» AIM OF THE TASK: Return the run of lines below that opens with the line containing "target: &Shape) ->" and closes with the line containing "if td == 1 &&", keeping each one exact.
[RECORDS FOR THE TASK]
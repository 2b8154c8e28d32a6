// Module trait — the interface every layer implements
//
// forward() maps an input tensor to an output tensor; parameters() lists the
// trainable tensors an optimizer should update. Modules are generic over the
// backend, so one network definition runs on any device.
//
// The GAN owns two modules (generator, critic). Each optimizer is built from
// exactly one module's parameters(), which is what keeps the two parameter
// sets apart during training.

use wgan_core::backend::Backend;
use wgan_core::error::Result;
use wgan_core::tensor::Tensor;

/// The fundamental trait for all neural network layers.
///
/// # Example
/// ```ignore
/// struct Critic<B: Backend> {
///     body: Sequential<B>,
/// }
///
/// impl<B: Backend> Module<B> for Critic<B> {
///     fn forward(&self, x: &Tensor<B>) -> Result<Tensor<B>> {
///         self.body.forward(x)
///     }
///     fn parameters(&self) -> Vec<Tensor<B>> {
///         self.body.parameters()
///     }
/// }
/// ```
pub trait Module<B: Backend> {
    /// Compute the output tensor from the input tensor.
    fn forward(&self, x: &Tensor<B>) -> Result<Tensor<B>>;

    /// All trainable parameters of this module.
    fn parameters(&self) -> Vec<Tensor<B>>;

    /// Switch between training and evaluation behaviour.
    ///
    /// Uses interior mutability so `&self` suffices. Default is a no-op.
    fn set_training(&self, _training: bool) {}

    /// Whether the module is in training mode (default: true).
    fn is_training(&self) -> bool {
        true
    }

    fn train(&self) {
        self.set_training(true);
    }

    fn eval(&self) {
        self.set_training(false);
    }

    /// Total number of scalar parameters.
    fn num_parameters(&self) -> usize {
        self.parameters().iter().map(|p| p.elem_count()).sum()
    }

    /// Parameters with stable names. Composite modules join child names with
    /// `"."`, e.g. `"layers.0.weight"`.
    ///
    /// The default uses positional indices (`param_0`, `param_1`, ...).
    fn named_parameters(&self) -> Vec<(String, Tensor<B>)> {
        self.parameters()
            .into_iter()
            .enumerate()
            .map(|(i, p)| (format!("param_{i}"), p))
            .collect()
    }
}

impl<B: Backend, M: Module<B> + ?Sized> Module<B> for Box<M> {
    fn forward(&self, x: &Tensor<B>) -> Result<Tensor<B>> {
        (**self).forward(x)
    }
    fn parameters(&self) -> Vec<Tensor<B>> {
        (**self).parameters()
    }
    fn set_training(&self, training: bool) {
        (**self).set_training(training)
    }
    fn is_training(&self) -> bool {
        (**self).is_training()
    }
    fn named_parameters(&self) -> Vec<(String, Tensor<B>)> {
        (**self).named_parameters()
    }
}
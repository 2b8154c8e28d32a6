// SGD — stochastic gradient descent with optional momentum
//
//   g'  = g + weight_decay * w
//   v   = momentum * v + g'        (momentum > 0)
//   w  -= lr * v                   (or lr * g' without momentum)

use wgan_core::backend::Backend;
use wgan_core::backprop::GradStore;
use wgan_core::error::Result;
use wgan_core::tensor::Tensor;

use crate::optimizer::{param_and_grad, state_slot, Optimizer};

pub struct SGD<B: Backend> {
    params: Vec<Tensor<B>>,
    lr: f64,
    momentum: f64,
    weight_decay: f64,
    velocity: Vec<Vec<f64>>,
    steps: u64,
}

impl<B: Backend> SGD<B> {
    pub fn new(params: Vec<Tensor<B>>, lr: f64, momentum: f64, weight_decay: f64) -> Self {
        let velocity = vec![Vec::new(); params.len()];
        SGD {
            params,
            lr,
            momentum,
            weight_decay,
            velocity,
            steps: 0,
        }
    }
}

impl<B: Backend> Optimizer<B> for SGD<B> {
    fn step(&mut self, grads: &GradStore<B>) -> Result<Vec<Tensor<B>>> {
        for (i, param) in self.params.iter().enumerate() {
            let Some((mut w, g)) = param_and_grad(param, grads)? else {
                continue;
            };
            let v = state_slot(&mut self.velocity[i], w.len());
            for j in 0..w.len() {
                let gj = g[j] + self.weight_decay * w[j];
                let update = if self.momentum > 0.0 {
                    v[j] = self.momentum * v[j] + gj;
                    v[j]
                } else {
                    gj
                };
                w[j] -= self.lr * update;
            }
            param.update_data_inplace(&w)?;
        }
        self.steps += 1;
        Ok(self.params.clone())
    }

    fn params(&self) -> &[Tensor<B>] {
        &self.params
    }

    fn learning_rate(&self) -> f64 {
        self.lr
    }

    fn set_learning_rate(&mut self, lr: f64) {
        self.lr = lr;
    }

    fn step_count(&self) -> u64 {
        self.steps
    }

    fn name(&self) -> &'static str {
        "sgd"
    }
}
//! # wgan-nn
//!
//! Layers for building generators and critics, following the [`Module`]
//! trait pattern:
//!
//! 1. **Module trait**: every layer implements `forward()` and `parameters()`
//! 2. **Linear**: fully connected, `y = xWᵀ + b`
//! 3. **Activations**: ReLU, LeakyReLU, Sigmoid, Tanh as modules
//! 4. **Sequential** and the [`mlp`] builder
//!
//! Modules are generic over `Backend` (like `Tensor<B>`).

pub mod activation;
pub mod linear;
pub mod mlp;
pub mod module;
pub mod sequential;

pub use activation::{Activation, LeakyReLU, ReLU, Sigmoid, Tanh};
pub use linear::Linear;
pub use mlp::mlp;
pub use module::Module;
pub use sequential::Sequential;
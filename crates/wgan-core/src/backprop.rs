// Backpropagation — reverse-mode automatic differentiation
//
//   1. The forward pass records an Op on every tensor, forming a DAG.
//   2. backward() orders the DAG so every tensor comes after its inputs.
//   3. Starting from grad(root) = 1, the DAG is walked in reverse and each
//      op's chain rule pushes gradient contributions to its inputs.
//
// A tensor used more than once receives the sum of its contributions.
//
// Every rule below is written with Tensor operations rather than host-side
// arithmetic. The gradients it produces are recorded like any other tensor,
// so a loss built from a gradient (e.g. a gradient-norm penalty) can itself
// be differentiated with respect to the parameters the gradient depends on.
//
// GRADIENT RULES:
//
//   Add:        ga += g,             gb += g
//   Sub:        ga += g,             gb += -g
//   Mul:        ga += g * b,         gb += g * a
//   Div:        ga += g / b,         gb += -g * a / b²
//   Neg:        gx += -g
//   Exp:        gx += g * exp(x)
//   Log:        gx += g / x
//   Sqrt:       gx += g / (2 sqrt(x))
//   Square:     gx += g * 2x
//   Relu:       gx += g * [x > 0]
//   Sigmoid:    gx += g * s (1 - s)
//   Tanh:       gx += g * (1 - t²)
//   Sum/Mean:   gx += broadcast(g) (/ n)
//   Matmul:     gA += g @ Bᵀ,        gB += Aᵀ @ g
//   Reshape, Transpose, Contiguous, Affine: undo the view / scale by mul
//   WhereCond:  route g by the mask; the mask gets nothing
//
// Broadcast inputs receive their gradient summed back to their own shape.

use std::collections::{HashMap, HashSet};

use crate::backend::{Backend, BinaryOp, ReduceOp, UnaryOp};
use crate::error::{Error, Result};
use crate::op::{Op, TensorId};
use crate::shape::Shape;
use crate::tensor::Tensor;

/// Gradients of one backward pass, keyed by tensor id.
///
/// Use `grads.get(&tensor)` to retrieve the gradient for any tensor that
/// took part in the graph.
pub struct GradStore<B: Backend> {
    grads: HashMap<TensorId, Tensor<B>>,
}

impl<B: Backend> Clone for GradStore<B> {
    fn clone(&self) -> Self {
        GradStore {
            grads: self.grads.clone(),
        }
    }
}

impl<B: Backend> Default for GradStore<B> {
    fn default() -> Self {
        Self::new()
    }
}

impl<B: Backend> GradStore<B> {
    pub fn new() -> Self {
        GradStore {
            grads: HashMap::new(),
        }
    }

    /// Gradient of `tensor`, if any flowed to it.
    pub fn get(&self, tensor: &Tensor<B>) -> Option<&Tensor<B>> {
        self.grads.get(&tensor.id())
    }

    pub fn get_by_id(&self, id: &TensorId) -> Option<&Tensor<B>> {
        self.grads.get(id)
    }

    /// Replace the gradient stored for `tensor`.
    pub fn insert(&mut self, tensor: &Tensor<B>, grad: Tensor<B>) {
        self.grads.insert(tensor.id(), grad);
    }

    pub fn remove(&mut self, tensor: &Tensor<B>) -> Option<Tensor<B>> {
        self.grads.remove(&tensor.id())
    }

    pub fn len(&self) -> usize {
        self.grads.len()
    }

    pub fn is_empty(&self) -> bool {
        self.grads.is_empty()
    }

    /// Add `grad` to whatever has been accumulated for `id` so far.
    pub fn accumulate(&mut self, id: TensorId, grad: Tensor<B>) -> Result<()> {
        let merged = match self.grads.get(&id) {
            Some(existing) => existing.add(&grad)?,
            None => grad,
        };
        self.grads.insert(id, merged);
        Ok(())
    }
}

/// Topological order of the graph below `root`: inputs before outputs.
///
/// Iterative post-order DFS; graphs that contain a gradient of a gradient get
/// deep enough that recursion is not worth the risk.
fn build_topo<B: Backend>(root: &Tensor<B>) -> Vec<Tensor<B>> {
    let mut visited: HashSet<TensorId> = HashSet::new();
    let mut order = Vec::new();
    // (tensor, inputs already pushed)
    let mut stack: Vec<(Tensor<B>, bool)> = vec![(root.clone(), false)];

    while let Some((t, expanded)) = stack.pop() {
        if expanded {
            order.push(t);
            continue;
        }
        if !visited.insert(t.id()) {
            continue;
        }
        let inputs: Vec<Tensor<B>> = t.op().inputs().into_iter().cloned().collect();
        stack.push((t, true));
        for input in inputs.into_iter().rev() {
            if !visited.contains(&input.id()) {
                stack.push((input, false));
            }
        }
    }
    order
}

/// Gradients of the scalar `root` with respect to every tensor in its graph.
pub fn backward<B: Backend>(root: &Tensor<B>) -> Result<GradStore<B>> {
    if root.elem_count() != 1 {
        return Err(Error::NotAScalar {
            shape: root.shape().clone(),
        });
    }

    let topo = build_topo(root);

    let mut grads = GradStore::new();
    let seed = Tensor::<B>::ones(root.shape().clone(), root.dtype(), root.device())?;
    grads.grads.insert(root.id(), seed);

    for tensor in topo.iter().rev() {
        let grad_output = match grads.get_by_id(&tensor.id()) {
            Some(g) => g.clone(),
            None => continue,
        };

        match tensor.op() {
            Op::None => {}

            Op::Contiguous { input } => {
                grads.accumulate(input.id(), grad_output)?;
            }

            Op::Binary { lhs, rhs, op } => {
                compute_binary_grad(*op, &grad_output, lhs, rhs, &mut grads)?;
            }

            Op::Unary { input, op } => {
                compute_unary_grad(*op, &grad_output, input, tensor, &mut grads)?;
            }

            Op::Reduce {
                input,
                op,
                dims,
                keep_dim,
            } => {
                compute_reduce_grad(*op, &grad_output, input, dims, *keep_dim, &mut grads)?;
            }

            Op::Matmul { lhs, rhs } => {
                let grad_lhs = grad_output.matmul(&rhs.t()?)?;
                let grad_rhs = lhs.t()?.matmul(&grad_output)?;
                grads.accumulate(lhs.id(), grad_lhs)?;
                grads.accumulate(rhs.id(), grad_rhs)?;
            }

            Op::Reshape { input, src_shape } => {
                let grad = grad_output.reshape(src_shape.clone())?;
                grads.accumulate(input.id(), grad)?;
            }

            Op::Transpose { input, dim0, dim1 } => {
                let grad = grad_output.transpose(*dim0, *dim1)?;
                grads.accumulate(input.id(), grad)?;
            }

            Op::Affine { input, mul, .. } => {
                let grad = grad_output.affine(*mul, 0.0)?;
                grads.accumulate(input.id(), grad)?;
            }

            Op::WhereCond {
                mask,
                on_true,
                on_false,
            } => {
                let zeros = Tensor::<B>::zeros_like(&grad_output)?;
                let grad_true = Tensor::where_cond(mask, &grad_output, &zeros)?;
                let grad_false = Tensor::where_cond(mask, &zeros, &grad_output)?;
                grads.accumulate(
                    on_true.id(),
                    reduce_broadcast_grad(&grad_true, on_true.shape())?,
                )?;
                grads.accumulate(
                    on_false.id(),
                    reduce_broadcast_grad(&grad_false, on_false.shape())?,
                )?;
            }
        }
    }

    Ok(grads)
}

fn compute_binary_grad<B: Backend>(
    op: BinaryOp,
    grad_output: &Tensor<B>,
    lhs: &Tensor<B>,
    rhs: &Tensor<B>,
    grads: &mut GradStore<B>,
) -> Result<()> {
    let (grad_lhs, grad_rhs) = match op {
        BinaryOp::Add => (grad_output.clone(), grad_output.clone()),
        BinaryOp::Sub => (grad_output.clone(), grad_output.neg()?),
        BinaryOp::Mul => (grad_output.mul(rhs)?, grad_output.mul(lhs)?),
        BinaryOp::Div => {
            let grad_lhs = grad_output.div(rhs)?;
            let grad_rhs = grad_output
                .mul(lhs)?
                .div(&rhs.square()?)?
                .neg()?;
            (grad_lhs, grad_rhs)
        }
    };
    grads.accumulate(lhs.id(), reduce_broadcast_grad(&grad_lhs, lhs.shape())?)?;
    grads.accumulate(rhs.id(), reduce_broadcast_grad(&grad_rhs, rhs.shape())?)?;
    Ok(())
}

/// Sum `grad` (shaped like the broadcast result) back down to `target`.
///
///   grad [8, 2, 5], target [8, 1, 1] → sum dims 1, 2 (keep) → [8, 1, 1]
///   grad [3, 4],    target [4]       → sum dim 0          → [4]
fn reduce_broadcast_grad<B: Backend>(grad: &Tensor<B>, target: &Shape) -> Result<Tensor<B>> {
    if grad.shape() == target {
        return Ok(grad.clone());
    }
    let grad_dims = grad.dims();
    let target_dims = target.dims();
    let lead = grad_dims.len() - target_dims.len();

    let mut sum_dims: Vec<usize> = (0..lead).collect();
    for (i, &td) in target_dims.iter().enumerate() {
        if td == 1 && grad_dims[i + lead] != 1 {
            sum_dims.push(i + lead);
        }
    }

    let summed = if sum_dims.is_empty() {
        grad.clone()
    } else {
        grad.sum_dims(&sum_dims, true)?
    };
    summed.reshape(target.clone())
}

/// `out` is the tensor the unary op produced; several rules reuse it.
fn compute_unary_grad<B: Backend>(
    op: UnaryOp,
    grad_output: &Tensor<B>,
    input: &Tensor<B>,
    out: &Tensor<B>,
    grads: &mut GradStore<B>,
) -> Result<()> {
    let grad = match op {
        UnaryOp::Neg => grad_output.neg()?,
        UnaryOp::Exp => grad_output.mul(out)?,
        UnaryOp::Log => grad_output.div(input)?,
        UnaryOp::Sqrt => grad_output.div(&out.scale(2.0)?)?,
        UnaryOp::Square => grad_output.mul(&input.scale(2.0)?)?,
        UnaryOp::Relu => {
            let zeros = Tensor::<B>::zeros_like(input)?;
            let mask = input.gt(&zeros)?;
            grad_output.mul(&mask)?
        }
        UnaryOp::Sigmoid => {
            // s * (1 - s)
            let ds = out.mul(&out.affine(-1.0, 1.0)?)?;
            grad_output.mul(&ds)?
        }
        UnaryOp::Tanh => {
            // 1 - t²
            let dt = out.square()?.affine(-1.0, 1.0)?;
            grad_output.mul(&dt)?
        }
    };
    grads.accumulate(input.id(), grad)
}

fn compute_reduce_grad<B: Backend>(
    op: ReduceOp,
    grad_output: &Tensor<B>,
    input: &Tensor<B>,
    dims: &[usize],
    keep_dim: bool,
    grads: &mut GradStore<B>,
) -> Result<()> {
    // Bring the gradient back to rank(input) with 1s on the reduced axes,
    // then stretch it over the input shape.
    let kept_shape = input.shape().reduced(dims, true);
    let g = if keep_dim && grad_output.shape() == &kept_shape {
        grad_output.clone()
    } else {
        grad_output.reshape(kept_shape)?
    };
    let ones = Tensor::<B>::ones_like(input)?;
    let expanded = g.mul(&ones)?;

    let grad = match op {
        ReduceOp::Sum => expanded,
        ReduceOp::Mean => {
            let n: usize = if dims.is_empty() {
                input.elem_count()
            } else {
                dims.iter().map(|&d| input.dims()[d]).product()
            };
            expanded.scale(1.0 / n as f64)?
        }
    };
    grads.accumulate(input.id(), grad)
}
[/RECORDS FOR THE TASK]
» ANSWER SPACE:
fn reduce_broadcast_grad<B: Backend>(grad: &Tensor<B>, target: &Shape) -> Result<Tensor<B>> {
    if grad.shape() == target {
        return Ok(grad.clone());
    }
    let grad_dims = grad.dims();
    let target_dims = target.dims();
    let lead = grad_dims.len() - target_dims.len();

    let mut sum_dims: Vec<usize> = (0..lead).collect();
    for (i, &td) in target_dims.iter().enumerate() {
        if td == 1 && grad_dims[i + lead] != 1 {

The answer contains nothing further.